ExxonMobil's CEO, took time out a few weeks ago to give us all a lesson. This, days after ExxonMobil reported the largest annual profit ever realized by a publicly traded company. Speaking to energy leaders and through the press and media to the rest of us, at a conference organized by the renowned energy industry friendly consulting firm Cambridge Research Associates.

He predicted that hydrocarbons would continue to dominate the worlds transportation sector. "The scale advantages of oil and natural gas across a broad array of applications provide economic value unmatched by any alternative." No mention of the environmental costs, the foreign policy costs in lives and billions(scratch that) trillions of dollars nor the national security costs inherent in that "unmatched economic value". Please remember this is Exxon talking, and even though these "items" pop up on our bottom line, it doesn't on theirs. He continued predicting that energy demand would grow by 40 percent by 2030. Plugging his product he instructed us that there is no significant alternative to oil in the coming decades.

Oh, by the way Tillerson did acknowledge that the planet was warming and carbon dioxide levels were increasing. But don't get too excited. In the same breadth he warned that the global economy could be hurt if governments rush willy nilly into policies to limit carbon emissions. And, as if to underline his competence on the issue he bravely admitted that he had not read the report by the Intergovernmental Panel on Climate Change issued a couple of weeks prior to his instructive speech/lesson to the rest of us. You see, climate change is really not a bottom line Exxon issue.

We then learned from Mr. Tillerson in no uncertain terms that Exxon will continue to make oil and natural gas its primary focus. As to alternatives he graciously acknowledged that Exxon would play a small role in the future. But then his graciousness slipped on a banana peel when he referred to ethanol as "moonshine". Talking about Exxon's research on cellusotic ethanol he made Exxon's role clear, "there is nothing I see Exxon can bring to this", he advised. " We don't see a direct role for ourselves". And just in case any of us are slow, he pontificated "I am not an expert on biofuels" and "I am not an expert on farming. I don't have a lot of technology to add to 'moonshine'." The issue of global warming has a real ally here.

Compare this to public face of "Total" the French oil giant and the world's fifth largest oil company.
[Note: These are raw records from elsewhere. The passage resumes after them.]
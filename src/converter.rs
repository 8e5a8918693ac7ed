use std::path::{Path, PathBuf};

use image::{ImageFormat, RgbaImage};
use tracing::info;

use crate::error::ConvertError;
use crate::file_kind::{PNG_EXTENSION, PSD_EXTENSION, has_extension};

/// Name used when there is no source name to derive from.
pub const DEFAULT_OUTPUT_NAME: &str = "output.png";

/// Outcome of one conversion attempt. Not persisted; aggregated into a run summary.
#[derive(Debug)]
pub struct ConversionResult {
    pub source: PathBuf,
    pub dest: PathBuf,
    pub outcome: Result<Dimensions, ConvertError>,
}

impl ConversionResult {
    pub fn is_success(&self) -> bool {
        self.outcome.is_ok()
    }
}

#[derive(Debug, Clone, Copy, PartialEq, Eq)]
pub struct Dimensions {
    pub width: u32,
    pub height: u32,
}

/// Derive the PNG file name for a PSD file name.
///
/// Strips one trailing `.psd` (any case) and appends `.png`. A name without
/// that suffix gets `.png` appended whole; an empty name yields `output.png`.
pub fn output_name(name: &str) -> String {
    if name.is_empty() {
        return DEFAULT_OUTPUT_NAME.to_string();
    }

    let suffix_len = PSD_EXTENSION.len() + 1;
    let stem = match name.len().checked_sub(suffix_len) {
        Some(cut)
            if name.is_char_boundary(cut)
                && name[cut..].eq_ignore_ascii_case(&format!(".{PSD_EXTENSION}")) =>
        {
            &name[..cut]
        }
        _ => name,
    };
    format!("{stem}.{PNG_EXTENSION}")
}

/// Returns true if `path` is an existing regular file with a `.psd` extension.
pub fn is_psd_file(path: &Path) -> bool {
    path.is_file() && has_extension(path, PSD_EXTENSION)
}

/// Convert the PSD at `source` into a PNG at `dest`.
///
/// Failures are reported in the returned result, never raised.
pub fn convert(source: &Path, dest: &Path) -> ConversionResult {
    let outcome = try_convert(source, dest);
    ConversionResult {
        source: source.to_path_buf(),
        dest: dest.to_path_buf(),
        outcome,
    }
}

fn try_convert(source: &Path, dest: &Path) -> Result<Dimensions, ConvertError> {
    check_source(source)?;

    info!("converting {}", source.display());
    let image = decode(source)?;
    let dims = Dimensions {
        width: image.width(),
        height: image.height(),
    };
    info!("image size: {}x{}", dims.width, dims.height);

    if let Some(parent) = dest.parent()
        && !parent.as_os_str().is_empty()
        && !parent.exists()
    {
        std::fs::create_dir_all(parent).map_err(|err| ConvertError::WriteFailed {
            path: parent.to_path_buf(),
            reason: err.to_string(),
        })?;
        info!("created output directory {}", parent.display());
    }

    image
        .save_with_format(dest, ImageFormat::Png)
        .map_err(|err| ConvertError::WriteFailed {
            path: dest.to_path_buf(),
            reason: err.to_string(),
        })?;
    info!("wrote {}", dest.display());

    Ok(dims)
}

/// Reject sources that are missing, not regular files, or not PSDs, in that order.
pub fn check_source(source: &Path) -> Result<(), ConvertError> {
    if !source.exists() {
        return Err(ConvertError::NotFound(source.to_path_buf()));
    }
    if !source.is_file() {
        return Err(ConvertError::NotAFile(source.to_path_buf()));
    }
    if !is_psd_file(source) {
        return Err(ConvertError::WrongKind(source.to_path_buf()));
    }
    Ok(())
}

/// Decode a PSD into its flattened RGBA raster.
fn decode(source: &Path) -> Result<RgbaImage, ConvertError> {
    let decode_failed = |reason: String| ConvertError::DecodeFailed {
        path: source.to_path_buf(),
        reason,
    };

    let bytes = std::fs::read(source).map_err(|err| decode_failed(err.to_string()))?;

    // The decoder indexes into the buffer directly and can panic on truncated input.
    let decoded = std::panic::catch_unwind(|| {
        psd::Psd::from_bytes(&bytes)
            .map(|psd| (psd.width(), psd.height(), psd.rgba()))
            .map_err(|err| err.to_string())
    })
    .map_err(|_| decode_failed("decoder panicked on malformed input".to_string()))?;
    let (width, height, rgba) = decoded.map_err(decode_failed)?;

    RgbaImage::from_raw(width, height, rgba).ok_or_else(|| {
        decode_failed(format!("decoder produced no {width}x{height} RGBA raster"))
    })
}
Not everything French is bad (a bit weather-beaten but still valid, "Remember Lafayette!"). While Tillerson was giving his lesson the leading French press, be it "Le Monde", "Figaro", "Liberation" with blaring banner headlines were excoriating with a true sense of French outrage, reports of Total's humongous annual earnings, the largest ever recorded by a French company. A singular sense of national dismay was visited on Total rather than the muted respect extended by our media commenting on Exxon's gluttonous bottom line.

Not to be left behind, France's Socialist candidate for President, Segolene Royal didn't hesitate to castigate Total, tripping over an English word, "superprofits", I am sure "malgre soi" (I know, the French have these Socialist tendencies, but when an entire industry's well being and bottom line is determined by cartel set prices, perhaps a touch of the socialist should come out in all of us until there is a return to free and unmanipulated markets).

But there is a difference between Exxon's Alfred E. Neuman "Who me worry?" posture on global warming and that of Total. Total at the very least understands that change is necessary, perhaps even urgent. The company's new CEO ("patron du groupe" sounds closer to "Godfather" than our limp "CEO") Christophe de Margerie has as a matter of company policy, taken the decision to dedicate a major part of Total's resources to focus on developing nuclear power capabilities and infrastructure throughout the world, ranging from the development of uranium mines to building nuclear power plants in order to effectively and meaningfully reduce dependence on fossil fuels. This from an energy company headquartered in a nation that has successfully and safely converted its energy supply to fossil free nuclear power. Some 80% of France's electric grid is supplied by nuclear power, a world leadership position.

Monsieur "Moonshine" Tillerson, parlez vous francais?